Tuesday, 18 May 2004

tsuyu [梅雨]



In many cases the ‘oku’ [the interior] has no climax in itself as the ultimate destination begins to be unfolded. One rather seeks drama and ritual in the process of approaching it.
What matters is not absolute height or bulk but the representation of reaching the goal. Many a path to a temple or shrine turn and twist; a slight difference in undulations or perhaps the existence of a tree offers everchanging vistas. It is the construction of a spatial experience with a time parameter. The ‘torii’ (gates) of a shrine are another example in this ceremony of attainment.

[Fumihiko Maki, “Japanese city spaces and the concept of oku”. The Japan Architect, May 1979, n. 265.]
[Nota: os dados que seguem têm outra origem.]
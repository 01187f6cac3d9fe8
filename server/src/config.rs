use anyhow::{Context, Result};
use job_scraper::ScraperConfig;
use std::env;

/// Server configuration loaded from environment variables
#[derive(Debug, Clone)]
pub struct Config {
    pub database_url: String,
    pub host: String,
    pub port: u16,
    pub scraper: ScraperConfig,
}

impl Config {
    /// Load configuration from environment variables
    pub fn from_env() -> Result<Self> {
        // Load .env file if present (development)
        let _ = dotenvy::dotenv();

        Ok(Self {
            database_url: env::var("DATABASE_URL")
                .unwrap_or_else(|_| "sqlite://data/jobs.db?mode=rwc".to_string()),
            host: env::var("HOST").unwrap_or_else(|_| "0.0.0.0".to_string()),
            port: env::var("PORT")
                .unwrap_or_else(|_| "8000".to_string())
                .parse()
                .context("PORT must be a valid number")?,
            scraper: ScraperConfig::from_env()?,
        })
    }

    pub fn bind_addr(&self) -> String {
        format!("{}:{}", self.host, self.port)
    }

    /// Local directory holding a file-backed SQLite database, if any.
    pub fn database_dir(&self) -> Option<std::path::PathBuf> {
        let path = self.database_url.strip_prefix("sqlite:")?;
        let path = path.trim_start_matches("//");
        let path = path.split('?').next()?;
        if path.is_empty() || path == ":memory:" {
            return None;
        }
        std::path::Path::new(path)
            .parent()
            .filter(|dir| !dir.as_os_str().is_empty())
            .map(|dir| dir.to_path_buf())
    }
}
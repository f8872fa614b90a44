//! A thin async UDP boundary. Modeled on the `AllowStdUdpSocket` /
//! `AsyncSocket` split (a `bind`-style constructor plus `send`/`recv`
//! that hand back or take owned buffers), but built directly on
//! `tokio::net::UdpSocket`'s native async methods instead of the
//! `mio`/`PollEvented` bridge needed before Tokio grew first-class UDP
//! support.

use std::net::SocketAddr;

use bytes::{Bytes, BytesMut};
use tokio::net::UdpSocket;

use crate::error::GatewayError;

/// Largest datagram this gateway will read in one `recv`. CoAP over UDP
/// is expected to fit comfortably under the typical path MTU; a larger
/// inbound datagram is simply truncated by `recv_from`, which is no
/// worse than a link that would have fragmented it.
const MAX_DATAGRAM_SIZE: usize = 2048;

/// Owned wrapper over a bound UDP socket, exposing exactly the two
/// operations the pipeline needs.
#[derive(Debug)]
pub struct GatewaySocket {
    inner: UdpSocket,
}

impl GatewaySocket {
    pub async fn bind(addr: SocketAddr) -> Result<Self, GatewayError> {
        let inner = UdpSocket::bind(addr).await?;
        Ok(GatewaySocket { inner })
    }

    pub async fn recv(&self) -> Result<(SocketAddr, Bytes), GatewayError> {
        let mut buf = BytesMut::zeroed(MAX_DATAGRAM_SIZE);
        let (len, peer) = self.inner.recv_from(&mut buf).await?;
        buf.truncate(len);
        Ok((peer, buf.freeze()))
    }

    pub async fn send(&self, peer: SocketAddr, bytes: Bytes) -> Result<(), GatewayError> {
        self.inner.send_to(&bytes, peer).await?;
        Ok(())
    }

    pub fn local_addr(&self) -> Result<SocketAddr, GatewayError> {
        Ok(self.inner.local_addr()?)
    }
}
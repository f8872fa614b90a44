//! The CoAP body: token, options, and payload beyond the fixed header.

use std::collections::BTreeMap;

use crate::media_type::{media_type_for, CoapPayloadMediaType};
use crate::option::{CoapOption, CoapOptionNumber};
use crate::token::CoapToken;

/// Everything in a CoAP message after the 4-byte header: an optional
/// token, an optional (non-empty) option list, and an optional
/// (non-empty) payload.
///
/// Empty collections are never stored; [`CoapBody::new`] normalizes a
/// zero-length token, an empty option list, or an empty payload to
/// `None`.
#[derive(Debug, Clone, Eq, PartialEq, Default)]
pub struct CoapBody {
    token: Option<CoapToken>,
    options: Option<Vec<CoapOption>>,
    payload: Option<Vec<u8>>,
}

impl CoapBody {
    pub fn new(
        token: Option<CoapToken>,
        options: Vec<CoapOption>,
        payload: Option<Vec<u8>>,
    ) -> Self {
        CoapBody {
            token,
            options: if options.is_empty() { None } else { Some(options) },
            payload: payload.filter(|p| !p.is_empty()),
        }
    }

    pub fn token(&self) -> Option<&CoapToken> {
        self.token.as_ref()
    }

    pub fn options(&self) -> &[CoapOption] {
        self.options.as_deref().unwrap_or(&[])
    }

    pub fn payload(&self) -> Option<&[u8]> {
        self.payload.as_deref()
    }

    /// The media type implied by the Content-Format option, or the
    /// payload-absent/sniffing fallbacks when it is missing or ambiguous.
    pub fn media_type(&self) -> CoapPayloadMediaType {
        media_type_for(self.options(), self.payload.is_some())
    }

    /// Collapses the (possibly duplicate-containing) option list into a
    /// map keyed by absolute option number.
    ///
    /// Duplicates of a repeatable option number (e.g. Uri-Path) are all
    /// preserved in encounter order; duplicates of a non-repeatable
    /// option number are collapsed to just the first occurrence.
    pub fn options_map(&self) -> BTreeMap<CoapOptionNumber, Vec<&[u8]>> {
        let mut map: BTreeMap<CoapOptionNumber, Vec<&[u8]>> = BTreeMap::new();
        for opt in self.options() {
            let entry = map.entry(opt.number()).or_default();
            if entry.is_empty() || opt.number().is_repeatable() {
                entry.push(opt.value());
            }
        }
        map
    }

    /// Concatenates every Uri-Path option's value, in option order,
    /// joined by `/`, forming the topic path the ingress pipeline
    /// publishes to.
    pub fn uri_path(&self) -> Option<String> {
        let segments: Vec<&str> = self
            .options()
            .iter()
            .filter(|o| o.number() == CoapOptionNumber::URI_PATH)
            .filter_map(|o| std::str::from_utf8(o.value()).ok())
            .collect();
        if segments.is_empty() {
            None
        } else {
            Some(segments.join("/"))
        }
    }
}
O trecho acima foi retirado de um texto do arquiteto Fumihiko Maki, que li para minha pesquisa. Eu achei bastante interessante a questão da experiência espacial em função do tempo, pois o fator tempo ao se projetar limita-se ao prazo de entrega, nunca numa experiência espacial! Desmintam-me os arquitetos praticantes. A leitura foi válida, pois me esclareceu muitas coisas, por exemplo, ao visitar um templo vou poder contemplar melhor o entorno da caminhada (espaço-tempo). Creio que agora poderei enxergar coisas que meus olhos ocidentais (apesar deles serem puxados) não me permitiam ver, e principalmente não vou mais achar que estou andando demais, ou desperdiçando o meu tempo. Ilustrando o comentário acima, pode-se ver fotos dessa experiência espaço temporal no meu fotolog, quando visitei o santuário xintoísta Meiji (明治神社).

Comecei a pesquisa e agora estou sem muito tempo pra atualizar o blog, eu sei que alguns dirão que já não era sem tempo.
Sábado a Aya e o Oliver, o marido dela, me convidaram pra jantar em seu apartamento. Além de mim se encontravam a Momoko, amiga da Aya que trabalha na Toyota, e Neeraj, um indiano vizinho deles, que é CEO de uma empresa de IT. O cardápio foi cozinha étnica do Sudoeste Asiático, havia pilaf e ‘raw spring roll’, que é um ‘spring roll’ sem fritar, recheia-se o papel de arroz com verduras, camarão, etc, e depois de enrolado, molha-se no molho. A noite foi bem divertida e o Oliver é muito parecido com o Robin Williams.
Virei consultor de japonês de meus vizinhos de quarto: Fahim (Bangladesh) e Olalekan (Nigéria), eles sempre têm alguma dúvida com relação a como usar os eletro-eletrônicos, correspondência de banco, conta de celular, etc. Outro dia ajudei o Fahim com o seu powerbook G4 novo e mais os milhares de acessórios, pela quantidade de coisas que ele comprou, realmente eu não sou nenhum pouco consumista! É claro que também fiquei com uma vontade de comprar um powerbook.
Ontem fui buscar meu ‘Alien ID Card’, também conhecido como ‘ET ID Card’! Demorou um mês pra ficar pronto, e desta vez solicitei a inclusão do meu nome em kanji, pois afinal de contas e o único lugar onde eu posso utilizá-lo.
Estamos na estação das chuvas, tsuyu (梅雨), que significa dias e dias e dias nublados e seguidos de chuva. Diferentemente de São Paulo, onde a chuva se concentra no final da tarde, aqui chove quase o dia inteiro o que faz com que os dias se tornem depressivos. O pior mesmo é o mormaço, indicando que o verão está chegando. Aliás na conversa de sábado no apartamento da Aya, surgiu uma discussão sobre os ocidentais serem emocionalmente instáveis, como uma curva senoidal. Segundo a Momoko, uma romena que trabalha com ela entra em crise todo ano no tuyu, situações do tipo como: não aguento mais usar capa de chuva, quero voltar pra Romênia, etc. Em geral. os japoneses não demonstram as variações de temperamento.
Encontrei o Juan, meu amigo peruano, por acaso, no campus da Waseda. Ele vai ficar duas semanas na casa de um amigo e depois se muda pros Estados Unidos, vai trabalhar numa imobiliária em Nova Iorque. Cansou do Japão. Almoçamos juntos, aliás eu almocei ele só me acompanhou, comi um karee-raisu que não pretendo repetir, estava muito ruim, péssimo.
Hoje eu tinha atendimento com o Prof Ishiyama, mas a secretária ligou avisando que ele não poderia ir pra faculdade. Aproveitei, então, pra colocar em dia as tarefas domésticas, lavar roupa, limpar o quarto, organizar minhas coisas, e principalmente costurar uma calça que comprei no Brasil e foi rasgar aqui no Japão. Ter um kit de costura ajuda muito, pois eu sempre preciso fazer algum reparo em minhas roupas.